Work task => Would you repeat, exactly as given, the line with "pub trait DocumentAnalyzer: Send" and every line after it to the end of the entries?

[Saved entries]
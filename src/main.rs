//! docfields - extract structured fields from W-2s, bank statements, and
//! other scanned documents.

use docfields::cli;
use tracing_subscriber::{layer::SubscriberExt, util::SubscriberInitExt};

#[tokio::main]
async fn main() -> anyhow::Result<()> {
    // Load .env file if present (before anything else)
    let _ = dotenvy::dotenv();

    let default_filter = if cli::is_verbose() {
        "docfields=info"
    } else {
        "docfields=warn"
    };

    tracing_subscriber::registry()
        .with(
            tracing_subscriber::EnvFilter::try_from_default_env()
                .unwrap_or_else(|_| default_filter.into()),
        )
        .with(tracing_subscriber::fmt::layer().with_writer(std::io::stderr))
        .init();

    cli::run().await
}
//! Bank statement extraction: account details, balances, and transactions.

use serde::{Deserialize, Serialize};

use super::{
    match_fields, Amount, ExtractedFields, FieldExtractor, FieldFormat, FieldRule, FieldValue,
};
use crate::blocks::{BlockGraph, Table};
use crate::document::DocumentType;

const BANK_RULES: &[FieldRule] = &[
    FieldRule {
        name: "account_number",
        phrases: &["account number", "account no", "account #", "acct"],
        format: FieldFormat::AccountNumber,
    },
    FieldRule {
        name: "routing_number",
        phrases: &["routing number", "routing", "aba"],
        format: FieldFormat::RoutingNumber,
    },
    FieldRule {
        name: "account_holder",
        phrases: &["account holder", "customer name", "account name", "name"],
        format: FieldFormat::Text,
    },
    FieldRule {
        name: "bank_name",
        phrases: &["bank name", "financial institution", "bank"],
        format: FieldFormat::Text,
    },
    FieldRule {
        name: "statement_start_date",
        phrases: &["statement period", "statement start", "period beginning"],
        format: FieldFormat::FirstDate,
    },
    FieldRule {
        name: "statement_end_date",
        phrases: &["statement period", "statement end", "period ending", "statement date", "through"],
        format: FieldFormat::LastDate,
    },
    FieldRule {
        name: "beginning_balance",
        phrases: &["beginning balance", "opening balance", "previous balance", "starting balance"],
        format: FieldFormat::Money,
    },
    FieldRule {
        name: "ending_balance",
        phrases: &["ending balance", "closing balance", "new balance", "current balance"],
        format: FieldFormat::Money,
    },
];

/// One row of a transaction table.
#[derive(Debug, Clone, PartialEq, Serialize, Deserialize)]
pub struct Transaction {
    pub date: Option<String>,
    pub description: Option<String>,
    /// Signed amount: deposits positive, withdrawals negative.
    pub amount: Option<Amount>,
    pub balance: Option<Amount>,
    /// The row as printed.
    pub cells: Vec<String>,
}

#[derive(Debug, Clone, Default, PartialEq, Serialize, Deserialize)]
pub struct TransactionSummary {
    pub total_deposits: Amount,
    pub total_withdrawals: Amount,
    pub transaction_count: usize,
}

impl TransactionSummary {
    pub fn from_transactions(transactions: &[Transaction]) -> Self {
        let mut summary = Self {
            transaction_count: transactions.len(),
            ..Self::default()
        };
        for amount in transactions.iter().filter_map(|t| t.amount) {
            if amount.is_negative() {
                summary.total_withdrawals = summary.total_withdrawals.saturating_add(amount.abs());
            } else {
                summary.total_deposits = summary.total_deposits.saturating_add(amount);
            }
        }
        summary
    }
}

/// Canonical bank statement fields plus reconstructed transactions.
#[derive(Debug, Clone, Default, PartialEq, Serialize, Deserialize)]
pub struct BankStatementFields {
    #[serde(default, deserialize_with = "super::format::text_field")]
    pub account_number: Option<FieldValue>,
    #[serde(default, deserialize_with = "super::format::text_field")]
    pub routing_number: Option<FieldValue>,
    #[serde(default, deserialize_with = "super::format::text_field")]
    pub account_holder: Option<FieldValue>,
    #[serde(default, deserialize_with = "super::format::text_field")]
    pub bank_name: Option<FieldValue>,
    #[serde(default, deserialize_with = "super::format::text_field")]
    pub statement_start_date: Option<FieldValue>,
    #[serde(default, deserialize_with = "super::format::text_field")]
    pub statement_end_date: Option<FieldValue>,
    #[serde(default, deserialize_with = "super::format::amount_field")]
    pub beginning_balance: Option<FieldValue>,
    #[serde(default, deserialize_with = "super::format::amount_field")]
    pub ending_balance: Option<FieldValue>,
    pub transactions: Vec<Transaction>,
    pub summary: TransactionSummary,
}

impl BankStatementFields {
    pub fn entries(&self) -> Vec<(&'static str, Option<&FieldValue>)> {
        vec![
            ("account_number", self.account_number.as_ref()),
            ("routing_number", self.routing_number.as_ref()),
            ("account_holder", self.account_holder.as_ref()),
            ("bank_name", self.bank_name.as_ref()),
            ("statement_start_date", self.statement_start_date.as_ref()),
            ("statement_end_date", self.statement_end_date.as_ref()),
            ("beginning_balance", self.beginning_balance.as_ref()),
            ("ending_balance", self.ending_balance.as_ref()),
        ]
    }
}

#[derive(Debug, Clone, Copy, PartialEq, Eq)]
enum Column {
    Date,
    Description,
    Amount,
    Credit,
    Debit,
    Balance,
}

impl Column {
    /// Classify a header cell. Order matters: "Balance Amount" is a balance.
    fn classify(header: &str) -> Option<Column> {
        let h = header.to_lowercase();
        if h.contains("balance") {
            Some(Column::Balance)
        } else if h.contains("credit") || h.contains("deposit") {
            Some(Column::Credit)
        } else if h.contains("debit") || h.contains("withdrawal") {
            Some(Column::Debit)
        } else if h.contains("date") {
            Some(Column::Date)
        } else if h.contains("amount") {
            Some(Column::Amount)
        } else if h.contains("description") || h.contains("detail") || h.contains("memo") || h.contains("payee") {
            Some(Column::Description)
        } else {
            None
        }
    }
}

/// Column layout when the header names nothing we recognize.
const POSITIONAL: [Column; 4] = [Column::Date, Column::Description, Column::Amount, Column::Balance];

fn column_layout(table: &Table) -> Vec<Option<Column>> {
    let header = table.header().unwrap_or(&[]);
    let classified: Vec<Option<Column>> = header.iter().map(|h| Column::classify(h)).collect();

    if classified.iter().any(Option::is_some) {
        classified
    } else {
        (0..header.len()).map(|i| POSITIONAL.get(i).copied()).collect()
    }
}

fn transactions_from_table(table: &Table) -> Vec<Transaction> {
    let layout = column_layout(table);

    table
        .body()
        .iter()
        .filter(|row| row.iter().any(|cell| !cell.trim().is_empty()))
        .map(|row| {
            let mut transaction = Transaction {
                date: None,
                description: None,
                amount: None,
                balance: None,
                cells: row.clone(),
            };
            let mut credit: Option<Amount> = None;
            let mut debit: Option<Amount> = None;

            for (cell, column) in row.iter().zip(layout.iter()) {
                let cell = cell.trim();
                if cell.is_empty() {
                    continue;
                }
                match column {
                    Some(Column::Date) => transaction.date = Some(cell.to_string()),
                    Some(Column::Description) => transaction.description = Some(cell.to_string()),
                    Some(Column::Amount) => transaction.amount = Amount::parse(cell),
                    Some(Column::Credit) => credit = Amount::parse(cell).map(|a| a.abs()),
                    Some(Column::Debit) => debit = Amount::parse(cell).map(|a| a.abs()),
                    Some(Column::Balance) => transaction.balance = Amount::parse(cell),
                    None => {}
                }
            }

            if transaction.amount.is_none() {
                transaction.amount = match (credit, debit) {
                    (Some(c), Some(d)) => Some(Amount::from_cents(c.cents() - d.cents())),
                    (Some(c), None) => Some(c),
                    (None, Some(d)) => Some(Amount::from_cents(-d.cents())),
                    (None, None) => None,
                };
            }

            transaction
        })
        .collect()
}

/// Extractor for bank statements.
#[derive(Debug, Clone, Copy, Default)]
pub struct BankStatementExtractor;

impl FieldExtractor for BankStatementExtractor {
    fn document_type(&self) -> DocumentType {
        DocumentType::BankStatement
    }

    fn extract(&self, graph: &BlockGraph) -> ExtractedFields {
        let pairs = graph.key_value_pairs();
        let mut found = match_fields(&pairs, BANK_RULES);

        let transactions: Vec<Transaction> = graph
            .tables()
            .iter()
            .flat_map(transactions_from_table)
            .collect();
        let summary = TransactionSummary::from_transactions(&transactions);

        ExtractedFields::BankStatement(BankStatementFields {
            account_number: found.take("account_number"),
            routing_number: found.take("routing_number"),
            account_holder: found.take("account_holder"),
            bank_name: found.take("bank_name"),
            statement_start_date: found.take("statement_start_date"),
            statement_end_date: found.take("statement_end_date"),
            beginning_balance: found.take("beginning_balance"),
            ending_balance: found.take("ending_balance"),
            transactions,
            summary,
        })
    }
}
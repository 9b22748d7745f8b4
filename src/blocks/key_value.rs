//! Key/value pair reconstruction from KEY_VALUE_SET blocks.

use serde::{Deserialize, Serialize};

use super::BlockGraph;

/// A form field as printed on the page: key text and its value text.
#[derive(Debug, Clone, PartialEq, Serialize, Deserialize)]
pub struct KeyValuePair {
    pub key: String,
    pub value: String,
    #[serde(default, skip_serializing_if = "Option::is_none")]
    pub key_confidence: Option<f64>,
    #[serde(default, skip_serializing_if = "Option::is_none")]
    pub value_confidence: Option<f64>,
}

impl BlockGraph {
    /// Reconstruct key/value pairs in document order.
    ///
    /// A KEY block contributes a pair only when its key text is non-empty and
    /// its first resolvable VALUE block yields non-empty text.
    pub fn key_value_pairs(&self) -> Vec<KeyValuePair> {
        self.blocks()
            .iter()
            .filter(|block| block.is_key())
            .filter_map(|key_block| {
                let key = self.text_of(key_block).trim().to_string();
                if key.is_empty() {
                    return None;
                }

                let value_block = self.values_of(key_block).into_iter().next()?;
                let value = self.text_of(value_block).trim().to_string();
                if value.is_empty() {
                    return None;
                }

                Some(KeyValuePair {
                    key,
                    value,
                    key_confidence: key_block.confidence,
                    value_confidence: value_block.confidence,
                })
            })
            .collect()
    }
}

#[cfg(test)]
mod tests {
    use crate::blocks::{Block, BlockGraph, BlockType, EntityType};

    fn word(id: &str, text: &str) -> Block {
        Block::new(id, BlockType::Word).with_text(text)
    }

    #[test]
    fn test_pairs_follow_value_relationship() {
        let graph = BlockGraph::build(vec![
            Block::new("k1", BlockType::KeyValueSet)
                .with_entity(EntityType::Key)
                .with_confidence(91.0)
                .with_children(["w1", "w2"])
                .with_values(["v1"]),
            Block::new("v1", BlockType::KeyValueSet)
                .with_entity(EntityType::Value)
                .with_confidence(88.0)
                .with_children(["w3"]),
            word("w1", "Account"),
            word("w2", "Number:"),
            word("w3", "0012345678"),
        ])
        .unwrap();

        let pairs = graph.key_value_pairs();
        assert_eq!(pairs.len(), 1);
        assert_eq!(pairs[0].key, "Account Number:");
        assert_eq!(pairs[0].value, "0012345678");
        assert_eq!(pairs[0].key_confidence, Some(91.0));
        assert_eq!(pairs[0].value_confidence, Some(88.0));
    }

    #[test]
    fn test_key_without_value_is_dropped() {
        let graph = BlockGraph::build(vec![
            Block::new("k1", BlockType::KeyValueSet)
                .with_entity(EntityType::Key)
                .with_children(["w1"])
                .with_values(["gone"]),
            Block::new("k2", BlockType::KeyValueSet)
                .with_entity(EntityType::Key)
                .with_children(["w1"]),
            word("w1", "Employer name"),
        ])
        .unwrap();

        assert!(graph.key_value_pairs().is_empty());
    }

    #[test]
    fn test_empty_value_is_dropped() {
        let graph = BlockGraph::build(vec![
            Block::new("k1", BlockType::KeyValueSet)
                .with_entity(EntityType::Key)
                .with_children(["w1"])
                .with_values(["v1"]),
            Block::new("v1", BlockType::KeyValueSet).with_entity(EntityType::Value),
            word("w1", "Control number"),
        ])
        .unwrap();

        assert!(graph.key_value_pairs().is_empty());
    }
}
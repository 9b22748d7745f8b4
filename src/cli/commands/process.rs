//! Process command: validate, analyze, extract.

use std::path::Path;

use anyhow::Context;
use console::style;

use crate::cli::helpers::{print_confidence, print_fields, success, warning};
use crate::config::Config;
use crate::document::{DocumentType, DocumentUpload};
use crate::pipeline::{ExtractionMethod, PipelineResult, ProcessingPipeline};

pub async fn cmd_process(
    config: &Config,
    file: &Path,
    document_type: DocumentType,
    content_type: Option<&str>,
    replay: Option<&Path>,
    json: bool,
) -> anyhow::Result<()> {
    let upload = DocumentUpload::from_path(file, content_type)
        .with_context(|| format!("Failed to read {}", file.display()))?;
    upload
        .validate(config.pipeline.max_document_bytes)
        .with_context(|| format!("Rejected {}", file.display()))?;

    let analyzer = config.build_analyzer(replay)?;
    let binding = config.binding_for(document_type, analyzer);
    let pipeline = ProcessingPipeline::new(config.feature_policy());

    let result = pipeline
        .process(&upload.bytes, document_type, &binding)
        .await?;

    if json {
        println!("{}", serde_json::to_string_pretty(&result)?);
    } else {
        print_result(file, &result);
    }

    Ok(())
}

fn print_result(file: &Path, result: &PipelineResult) {
    println!(
        "{} {} as {} ({} blocks)",
        success(),
        style(file.display()).bold(),
        result.document_type,
        result.block_count
    );

    let method = match result.extraction_method {
        ExtractionMethod::Adapter => format!(
            "adapter {}",
            result.adapter_id.as_deref().unwrap_or("?")
        ),
        other => other.to_string(),
    };
    println!("  {} method: {}", style("→").dim(), method);
    println!("  {} sha256: {}", style("→").dim(), result.document_sha256.get(..16).unwrap_or(&result.document_sha256));
    if let Some(reason) = &result.fallback_reason {
        println!("  {} fell back after: {}", warning(), reason);
    }

    println!();
    print_fields(&result.fields);
    println!();
    print_confidence(&result.confidence);
}
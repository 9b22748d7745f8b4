//! CLI command implementations.

pub mod check;
pub mod config_cmd;
pub mod inspect;
pub mod process;
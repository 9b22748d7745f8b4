//! Field extraction over a block graph.
//!
//! Each document type has an extractor mapping key/value pairs (and, for
//! bank statements, tables) to a fixed set of canonical fields:
//! - `W2Extractor`: employee/employer identity and wage boxes
//! - `BankStatementExtractor`: account info, balances, transactions
//! - `GenericExtractor`: every pair and table, no canonical fields
//!
//! Matching is deliberately simple. For each canonical field we walk a
//! ranked list of key phrases; for each phrase we scan pairs in document
//! order with case-insensitive substring containment. The first hit wins
//! and is then checked against the field's format. A value that fails its
//! format becomes null. Extraction never fails.

mod bank_statement;
mod format;
mod generic;
mod w2;

use std::collections::HashMap;

use serde::{Deserialize, Serialize};
use tracing::debug;

use crate::blocks::{BlockGraph, KeyValuePair};
use crate::document::DocumentType;

pub use bank_statement::{BankStatementExtractor, BankStatementFields, Transaction, TransactionSummary};
pub use format::{Amount, FieldFormat, FieldValidationFailure, FieldValue};
pub use generic::{GenericExtractor, GenericFields};
pub use w2::{W2Extractor, W2Fields};

/// Maps a block graph to a document-type-specific field set.
pub trait FieldExtractor: Send + Sync {
    fn document_type(&self) -> DocumentType;

    /// Extract fields. Missing data yields null fields, never an error.
    fn extract(&self, graph: &BlockGraph) -> ExtractedFields;
}

/// Pick the extractor for a caller-supplied document type.
pub fn extractor_for(document_type: DocumentType) -> Box<dyn FieldExtractor> {
    match document_type {
        DocumentType::W2 => Box::new(W2Extractor),
        DocumentType::BankStatement => Box::new(BankStatementExtractor),
        DocumentType::Generic => Box::new(GenericExtractor),
    }
}

/// Extracted fields, tagged by document type.
#[derive(Debug, Clone, PartialEq, Serialize, Deserialize)]
#[serde(tag = "document_type", rename_all = "snake_case")]
pub enum ExtractedFields {
    W2(W2Fields),
    BankStatement(BankStatementFields),
    Generic(GenericFields),
}

impl ExtractedFields {
    pub fn document_type(&self) -> DocumentType {
        match self {
            ExtractedFields::W2(_) => DocumentType::W2,
            ExtractedFields::BankStatement(_) => DocumentType::BankStatement,
            ExtractedFields::Generic(_) => DocumentType::Generic,
        }
    }

    /// Canonical fields in declaration order, unset ones as `None`.
    pub fn canonical_fields(&self) -> Vec<(&'static str, Option<&FieldValue>)> {
        match self {
            ExtractedFields::W2(fields) => fields.entries(),
            ExtractedFields::BankStatement(fields) => fields.entries(),
            ExtractedFields::Generic(_) => Vec::new(),
        }
    }

    /// Look up one canonical field.
    pub fn get(&self, name: &str) -> Option<&FieldValue> {
        self.canonical_fields()
            .into_iter()
            .find(|(field, _)| *field == name)
            .and_then(|(_, value)| value)
    }
}

/// A canonical field and how to find it.
#[derive(Debug, Clone, Copy)]
pub struct FieldRule {
    pub name: &'static str,
    /// Key phrases in priority order, lowercase.
    pub phrases: &'static [&'static str],
    pub format: FieldFormat,
}

/// Result of matching a rule set against key/value pairs.
#[derive(Debug, Default)]
pub struct FieldMatches {
    values: HashMap<&'static str, FieldValue>,
}

impl FieldMatches {
    /// Take a field's value, leaving nothing behind.
    pub fn take(&mut self, name: &str) -> Option<FieldValue> {
        self.values.remove(name)
    }
}

/// Match every rule against the pairs.
pub fn match_fields(pairs: &[KeyValuePair], rules: &[FieldRule]) -> FieldMatches {
    let keys: Vec<String> = pairs.iter().map(|p| p.key.to_lowercase()).collect();
    let mut matches = FieldMatches::default();

    for rule in rules {
        let Some(pair) = find_pair(pairs, &keys, rule.phrases) else {
            continue;
        };

        match rule.format.apply(&pair.value) {
            Ok(value) => {
                matches.values.insert(rule.name, value);
            }
            Err(failure) => {
                debug!(
                    "Field {} matched key '{}' but failed validation: {}",
                    rule.name, pair.key, failure
                );
            }
        }
    }

    matches
}

/// First pair whose key contains a phrase, trying phrases in priority order.
fn find_pair<'a>(
    pairs: &'a [KeyValuePair],
    lowercase_keys: &[String],
    phrases: &[&str],
) -> Option<&'a KeyValuePair> {
    phrases.iter().find_map(|phrase| {
        lowercase_keys
            .iter()
            .position(|key| key.contains(phrase))
            .map(|i| &pairs[i])
    })
}
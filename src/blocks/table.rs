//! Table reconstruction from TABLE and CELL blocks.

use std::collections::{BTreeMap, BTreeSet};

use serde::{Deserialize, Serialize};
use tracing::debug;

use super::{Block, BlockGraph, BlockType, EntityType};

/// A reconstructed table: rows of cell text, top to bottom.
#[derive(Debug, Clone, PartialEq, Serialize, Deserialize)]
pub struct Table {
    pub id: String,
    pub rows: Vec<Vec<String>>,
}

impl Table {
    /// Rows after the first (header) row.
    pub fn body(&self) -> &[Vec<String>] {
        self.rows.get(1..).unwrap_or(&[])
    }

    pub fn header(&self) -> Option<&[String]> {
        self.rows.first().map(|r| r.as_slice())
    }
}

impl BlockGraph {
    /// Reconstruct every TABLE block, in insertion order.
    pub fn tables(&self) -> Vec<Table> {
        self.blocks_of_type(BlockType::Table)
            .map(|table| self.table_from_block(table))
            .collect()
    }

    /// Place each CELL child on a (row, column) grid.
    ///
    /// Explicit `RowIndex`/`ColumnIndex` win. Cells without them continue
    /// from the previous cell in relationship order, wrapping at the table
    /// width: the largest explicit column index, or with no explicit index
    /// at all the run of leading COLUMN_HEADER cells. Without either every
    /// cell lands on a single row.
    fn table_from_block(&self, table: &Block) -> Table {
        let cells: Vec<&Block> = self
            .children_of(table)
            .into_iter()
            .filter(|b| b.block_type == BlockType::Cell)
            .collect();
        let cell_count = cells.len();

        let width = match cells.iter().filter_map(|c| c.column_index).max() {
            Some(width) => width,
            None => header_run(&cells),
        };

        let mut grid: BTreeMap<u32, BTreeMap<u32, String>> = BTreeMap::new();
        let mut cursor: Option<(u32, u32)> = None;

        for cell in cells {
            let position = match (cell.row_index, cell.column_index) {
                (Some(row), Some(column)) => Some((row, column)),
                _ => next_position(cursor, width),
            };
            let Some(position) = position else {
                debug!("Dropping cell {} in table {}: grid position overflows", cell.id, table.id);
                continue;
            };
            cursor = Some(position);

            let text = self.text_of(cell).trim().to_string();
            grid.entry(position.0).or_default().insert(position.1, text);
        }

        let layout = column_layout(&grid, cell_count);
        let rows = grid
            .into_values()
            .map(|mut row| {
                layout
                    .iter()
                    .map(|column| row.remove(column).unwrap_or_default())
                    .collect()
            })
            .collect();

        Table {
            id: table.id.clone(),
            rows,
        }
    }
}

/// Number of leading cells marked as column headers.
fn header_run(cells: &[&Block]) -> u32 {
    let run = cells
        .iter()
        .take_while(|c| c.entity_types.contains(&EntityType::ColumnHeader))
        .count();
    u32::try_from(run).unwrap_or(u32::MAX)
}

/// Slot after `cursor`, or `None` when the index would overflow.
fn next_position(cursor: Option<(u32, u32)>, width: u32) -> Option<(u32, u32)> {
    match cursor {
        None => Some((1, 1)),
        Some((row, column)) if width > 0 && column >= width => Some((row.checked_add(1)?, 1)),
        Some((row, column)) => Some((row, column.checked_add(1)?)),
    }
}

/// Column indices each output row is built over.
///
/// Normally `1..=max` so missing cells come out blank. When the largest
/// index exceeds the number of cells the indices are sparse; only the
/// columns actually present are kept, in order.
fn column_layout(grid: &BTreeMap<u32, BTreeMap<u32, String>>, cell_count: usize) -> Vec<u32> {
    let present: BTreeSet<u32> = grid.values().flat_map(|row| row.keys().copied()).collect();
    let max = present.last().copied().unwrap_or(0);
    if usize::try_from(max).map_or(false, |max| max <= cell_count) {
        (1..=max).collect()
    } else {
        present.into_iter().collect()
    }
}
//! Document analysis collaborator boundary.
//!
//! The pipeline treats the OCR/automation service as a black box behind
//! `DocumentAnalyzer`. Two implementations ship with the crate:
//! - `HttpAnalyzer`: AnalyzeDocument-shaped JSON over HTTP
//! - `ReplayAnalyzer`: a saved response read from disk

mod http;
mod replay;

use std::collections::BTreeSet;
use std::fmt;

use async_trait::async_trait;
use serde::{Deserialize, Serialize};
use thiserror::Error;

pub use http::{classify_error, HttpAnalyzer, HttpAnalyzerConfig};
pub use replay::ReplayAnalyzer;

/// Analysis features a request can ask for.
#[derive(Debug, Clone, Copy, PartialEq, Eq, PartialOrd, Ord, Hash, Serialize, Deserialize)]
#[serde(rename_all = "SCREAMING_SNAKE_CASE")]
pub enum FeatureType {
    Forms,
    Tables,
    Layout,
    Signatures,
}

impl FeatureType {
    pub fn as_str(&self) -> &'static str {
        match self {
            FeatureType::Forms => "FORMS",
            FeatureType::Tables => "TABLES",
            FeatureType::Layout => "LAYOUT",
            FeatureType::Signatures => "SIGNATURES",
        }
    }
}

impl fmt::Display for FeatureType {
    fn fmt(&self, f: &mut fmt::Formatter<'_>) -> fmt::Result {
        write!(f, "{}", self.as_str())
    }
}

/// A custom adapter (profile) bound by the operator.
#[derive(Debug, Clone, PartialEq, Eq, Serialize, Deserialize)]
pub struct AdapterRef {
    pub adapter_id: String,
    pub version: String,
}

impl AdapterRef {
    pub fn new(adapter_id: impl Into<String>, version: impl Into<String>) -> Self {
        Self {
            adapter_id: adapter_id.into(),
            version: version.into(),
        }
    }
}

/// What to ask the collaborator for.
#[derive(Debug, Clone, PartialEq, Eq, Serialize, Deserialize)]
pub struct AnalysisRequest {
    pub features: BTreeSet<FeatureType>,
    pub adapter: Option<AdapterRef>,
}

impl AnalysisRequest {
    pub fn new(features: impl IntoIterator<Item = FeatureType>) -> Self {
        Self {
            features: features.into_iter().collect(),
            adapter: None,
        }
    }

    pub fn with_adapter(mut self, adapter: Option<AdapterRef>) -> Self {
        self.adapter = adapter;
        self
    }

    /// Feature names joined with `+`, e.g. `FORMS+TABLES`.
    pub fn feature_list(&self) -> String {
        self.features
            .iter()
            .map(|f| f.as_str())
            .collect::<Vec<_>>()
            .join("+")
    }
}

/// Failure category reported by a collaborator.
#[derive(Debug, Clone, Copy, PartialEq, Eq, Hash, Serialize, Deserialize)]
#[serde(rename_all = "snake_case")]
pub enum AnalyzerErrorKind {
    /// The bound adapter/profile does not exist or is not accessible.
    AdapterNotFound,
    /// A requested feature is not supported for this document or account.
    FeatureUnavailable,
    /// Throttling, timeouts, service-side errors. Safe to retry later.
    Transient,
    Fatal,
    /// The service answered, but not with a parseable payload.
    MalformedResponse,
}

impl AnalyzerErrorKind {
    pub fn as_str(&self) -> &'static str {
        match self {
            AnalyzerErrorKind::AdapterNotFound => "adapter_not_found",
            AnalyzerErrorKind::FeatureUnavailable => "feature_unavailable",
            AnalyzerErrorKind::Transient => "transient",
            AnalyzerErrorKind::Fatal => "fatal",
            AnalyzerErrorKind::MalformedResponse => "malformed_response",
        }
    }

    /// Whether a reduced request may succeed where this one failed.
    pub fn allows_fallback(&self) -> bool {
        matches!(
            self,
            AnalyzerErrorKind::AdapterNotFound | AnalyzerErrorKind::FeatureUnavailable
        )
    }
}

impl fmt::Display for AnalyzerErrorKind {
    fn fmt(&self, f: &mut fmt::Formatter<'_>) -> fmt::Result {
        write!(f, "{}", self.as_str())
    }
}

#[derive(Debug, Clone, Error, PartialEq, Eq)]
#[error("{kind}: {message}")]
pub struct AnalyzerError {
    pub kind: AnalyzerErrorKind,
    pub message: String,
}

impl AnalyzerError {
    pub fn new(kind: AnalyzerErrorKind, message: impl Into<String>) -> Self {
        Self {
            kind,
            message: message.into(),
        }
    }

    pub fn adapter_not_found(message: impl Into<String>) -> Self {
        Self::new(AnalyzerErrorKind::AdapterNotFound, message)
    }

    pub fn feature_unavailable(message: impl Into<String>) -> Self {
        Self::new(AnalyzerErrorKind::FeatureUnavailable, message)
    }

    pub fn transient(message: impl Into<String>) -> Self {
        Self::new(AnalyzerErrorKind::Transient, message)
    }

    pub fn fatal(message: impl Into<String>) -> Self {
        Self::new(AnalyzerErrorKind::Fatal, message)
    }

    pub fn malformed(message: impl Into<String>) -> Self {
        Self::new(AnalyzerErrorKind::MalformedResponse, message)
    }
}

/// Black-box document analysis service.
///
/// Returns the raw response payload; the pipeline builds the block graph.
#[async_trait]
pub trait DocumentAnalyzer: Send + Sync {
    /// Short name for logs.
    fn name(&self) -> &str;

    async fn analyze(
        &self,
        document: &[u8],
        request: &AnalysisRequest,
    ) -> Result<serde_json::Value, AnalyzerError>;
}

Solution =>
pub trait DocumentAnalyzer: Send + Sync {
    /// Short name for logs.
    fn name(&self) -> &str;

    async fn analyze(
        &self,
        document: &[u8],
        request: &AnalysisRequest,
    ) -> Result<serde_json::Value, AnalyzerError>;
}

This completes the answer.